Saved entries
--------------------------------

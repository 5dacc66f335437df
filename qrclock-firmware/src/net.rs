//! Network time over the Pico W radio
//!
//! The CYW43 and the IP stack are brought up once at boot in station
//! mode. Each sync joins the configured network if the link is down,
//! waits for DHCP, resolves the server and performs one SNTP exchange.
//! All of it shares a single deadline.

use cyw43::JoinOptions;
use cyw43_pio::{PioSpi, DEFAULT_CLOCK_DIVIDER};
use defmt::*;
use embassy_executor::Spawner;
use embassy_net::dns::DnsQueryType;
use embassy_net::udp::{PacketMetadata, UdpSocket};
use embassy_net::{Config, Stack, StackResources};
use embassy_rp::bind_interrupts;
use embassy_rp::gpio::{Level, Output};
use embassy_rp::peripherals::{DMA_CH0, PIO0};
use embassy_rp::pio::{InterruptHandler, Pio};
use embassy_time::{with_deadline, Duration, Instant};
use static_cell::StaticCell;

use qrclock_core::config::{NtpConfig, WifiConfig};
use qrclock_core::time::{sntp, DateTime, DateTimeError, SntpError};
use qrclock_core::traits::TimeSync;
use qrclock_hal_rp2040::RadioPeripherals;

bind_interrupts!(struct Irqs {
    PIO0_IRQ_0 => InterruptHandler<PIO0>;
});

/// Socket buffers hold one SNTP packet with room to spare
const SOCKET_BUFFER_LEN: usize = 128;

/// Time sync failures, by the stage that failed
#[derive(Debug, Clone, Copy, PartialEq, Eq)]
#[cfg_attr(feature = "defmt", derive(defmt::Format))]
pub enum TimeSyncError {
    /// No credentials, join refused, or join took too long
    Join,
    /// No address lease before the deadline
    Dhcp,
    /// Server name did not resolve
    Dns,
    /// Socket bind, send or receive failed
    Socket,
    /// No reply before the deadline
    Timeout,
    /// Reply was not a usable SNTP packet
    Protocol(SntpError),
    /// Server time does not fit the calendar
    Date(DateTimeError),
}

/// SNTP client on the CYW43 network stack
pub struct NtpClient {
    control: cyw43::Control<'static>,
    stack: Stack<'static>,
    wifi: WifiConfig,
    ntp: NtpConfig,
    utc_offset_minutes: i32,
}

impl NtpClient {
    /// Power up the radio and start the network stack
    ///
    /// Spawns the radio and network runner tasks. Does not join a
    /// network; that happens on the first sync.
    pub async fn new(
        spawner: Spawner,
        radio: RadioPeripherals,
        wifi: WifiConfig,
        ntp: NtpConfig,
        utc_offset_minutes: i32,
    ) -> Self {
        info!("Radio initializing");

        let fw = cyw43_firmware::CYW43_43439A0;
        let clm = cyw43_firmware::CYW43_43439A0_CLM;

        let pwr = Output::new(radio.pwr, Level::Low);
        let cs = Output::new(radio.cs, Level::High);
        let mut pio = Pio::new(radio.pio, Irqs);
        let spi = PioSpi::new(
            &mut pio.common,
            pio.sm0,
            DEFAULT_CLOCK_DIVIDER,
            pio.irq0,
            cs,
            radio.dio,
            radio.clk,
            radio.dma,
        );

        static STATE: StaticCell<cyw43::State> = StaticCell::new();
        let state = STATE.init(cyw43::State::new());
        let (net_device, mut control, runner) = cyw43::new(state, pwr, spi, fw).await;
        unwrap!(spawner.spawn(wifi_task(runner)));

        control.init(clm).await;
        control
            .set_power_management(cyw43::PowerManagementMode::PowerSave)
            .await;

        let config = Config::dhcpv4(Default::default());
        let seed = 0x5152_434c_6f63_6b32;

        static RESOURCES: StaticCell<StackResources<3>> = StaticCell::new();
        let (stack, runner) = embassy_net::new(
            net_device,
            config,
            RESOURCES.init(StackResources::new()),
            seed,
        );
        unwrap!(spawner.spawn(net_task(runner)));

        info!("Radio ready");

        Self {
            control,
            stack,
            wifi,
            ntp,
            utc_offset_minutes,
        }
    }

    async fn connect(&mut self, deadline: Instant) -> Result<(), TimeSyncError> {
        if !self.wifi.is_configured() {
            warn!("No Wi-Fi network configured");
            return Err(TimeSyncError::Join);
        }

        if !self.stack.is_link_up() {
            info!("Joining Wi-Fi network {}", self.wifi.ssid.as_str());
            let options = if self.wifi.password.is_empty() {
                JoinOptions::new_open()
            } else {
                JoinOptions::new(self.wifi.password.as_bytes())
            };
            with_deadline(deadline, self.control.join(self.wifi.ssid.as_str(), options))
                .await
                .map_err(|_| TimeSyncError::Join)?
                .map_err(|e| {
                    warn!("Join failed: status {}", e.status);
                    TimeSyncError::Join
                })?;
        }

        with_deadline(deadline, self.stack.wait_config_up())
            .await
            .map_err(|_| TimeSyncError::Dhcp)?;

        if let Some(config) = self.stack.config_v4() {
            debug!("IP address {}", config.address);
        }
        Ok(())
    }

    /// One SNTP exchange; returns Unix seconds
    async fn query(&mut self, deadline: Instant) -> Result<u64, TimeSyncError> {
        let server_name = self.ntp.server.as_str();
        let addresses = with_deadline(deadline, self.stack.dns_query(server_name, DnsQueryType::A))
            .await
            .map_err(|_| TimeSyncError::Dns)?
            .map_err(|e| {
                warn!("DNS lookup for {} failed: {:?}", server_name, e);
                TimeSyncError::Dns
            })?;
        let server = *addresses.first().ok_or(TimeSyncError::Dns)?;
        debug!("NTP server {} is {}", server_name, server);

        let mut rx_meta = [PacketMetadata::EMPTY; 1];
        let mut rx_buffer = [0u8; SOCKET_BUFFER_LEN];
        let mut tx_meta = [PacketMetadata::EMPTY; 1];
        let mut tx_buffer = [0u8; SOCKET_BUFFER_LEN];
        let mut socket = UdpSocket::new(
            self.stack,
            &mut rx_meta,
            &mut rx_buffer,
            &mut tx_meta,
            &mut tx_buffer,
        );

        socket.bind(0).map_err(|e| {
            warn!("Socket bind failed: {:?}", e);
            TimeSyncError::Socket
        })?;

        socket
            .send_to(&sntp::request(), (server, self.ntp.port))
            .await
            .map_err(|e| {
                warn!("NTP send failed: {:?}", e);
                TimeSyncError::Socket
            })?;

        let mut response = [0u8; SOCKET_BUFFER_LEN];
        loop {
            let (len, meta) = with_deadline(deadline, socket.recv_from(&mut response))
                .await
                .map_err(|_| TimeSyncError::Timeout)?
                .map_err(|e| {
                    warn!("NTP receive failed: {:?}", e);
                    TimeSyncError::Socket
                })?;

            if meta.endpoint.addr != server || meta.endpoint.port != self.ntp.port {
                debug!("Ignoring datagram from {}", meta.endpoint);
                continue;
            }

            return sntp::parse_response(&response[..len]).map_err(TimeSyncError::Protocol);
        }
    }
}

impl TimeSync for NtpClient {
    type Error = TimeSyncError;

    async fn fetch_datetime(&mut self, timeout_ms: u32) -> Result<DateTime, TimeSyncError> {
        let deadline = Instant::now() + Duration::from_millis(u64::from(timeout_ms));

        self.connect(deadline).await?;
        let unix_seconds = self.query(deadline).await?;
        info!("NTP time: {} (unix timestamp)", unix_seconds);

        // NTP era arithmetic keeps this far below i64::MAX
        DateTime::from_unix(unix_seconds as i64, self.utc_offset_minutes).map_err(TimeSyncError::Date)
    }
}

#[embassy_executor::task]
async fn wifi_task(
    runner: cyw43::Runner<'static, Output<'static>, PioSpi<'static, PIO0, 0, DMA_CH0>>,
) -> ! {
    runner.run().await
}

#[embassy_executor::task]
async fn net_task(mut runner: embassy_net::Runner<'static, cyw43::NetDriver<'static>>) -> ! {
    runner.run().await
}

--------------------------------

=== The problem ===
Nothing but the lines from the beginning of the records through the line with "reply before the deadline" should appear, each printed exactly.

=== Expected output ===
repository 5dacc66f335437df
filename qrclock-firmware/src/net.rs
//! Network time over the Pico W radio
//!
//! The CYW43 and the IP stack are brought up once at boot in station
//! mode. Each sync joins the configured network if the link is down,
//! waits for DHCP, resolves the server and performs one SNTP exchange.
//! All of it shares a single deadline.

use cyw43::JoinOptions;
use cyw43_pio::{PioSpi, DEFAULT_CLOCK_DIVIDER};
use defmt::*;
use embassy_executor::Spawner;
use embassy_net::dns::DnsQueryType;
use embassy_net::udp::{PacketMetadata, UdpSocket};
use embassy_net::{Config, Stack, StackResources};
use embassy_rp::bind_interrupts;
use embassy_rp::gpio::{Level, Output};
use embassy_rp::peripherals::{DMA_CH0, PIO0};
use embassy_rp::pio::{InterruptHandler, Pio};
use embassy_time::{with_deadline, Duration, Instant};
use static_cell::StaticCell;

use qrclock_core::config::{NtpConfig, WifiConfig};
use qrclock_core::time::{sntp, DateTime, DateTimeError, SntpError};
use qrclock_core::traits::TimeSync;
use qrclock_hal_rp2040::RadioPeripherals;

bind_interrupts!(struct Irqs {
    PIO0_IRQ_0 => InterruptHandler<PIO0>;
});

/// Socket buffers hold one SNTP packet with room to spare
const SOCKET_BUFFER_LEN: usize = 128;

/// Time sync failures, by the stage that failed
#[derive(Debug, Clone, Copy, PartialEq, Eq)]
#[cfg_attr(feature = "defmt", derive(defmt::Format))]
pub enum TimeSyncError {
    /// No credentials, join refused, or join took too long
    Join,
    /// No address lease before the deadline
    Dhcp,
    /// Server name did not resolve
    Dns,
    /// Socket bind, send or receive failed
    Socket,
    /// No reply before the deadline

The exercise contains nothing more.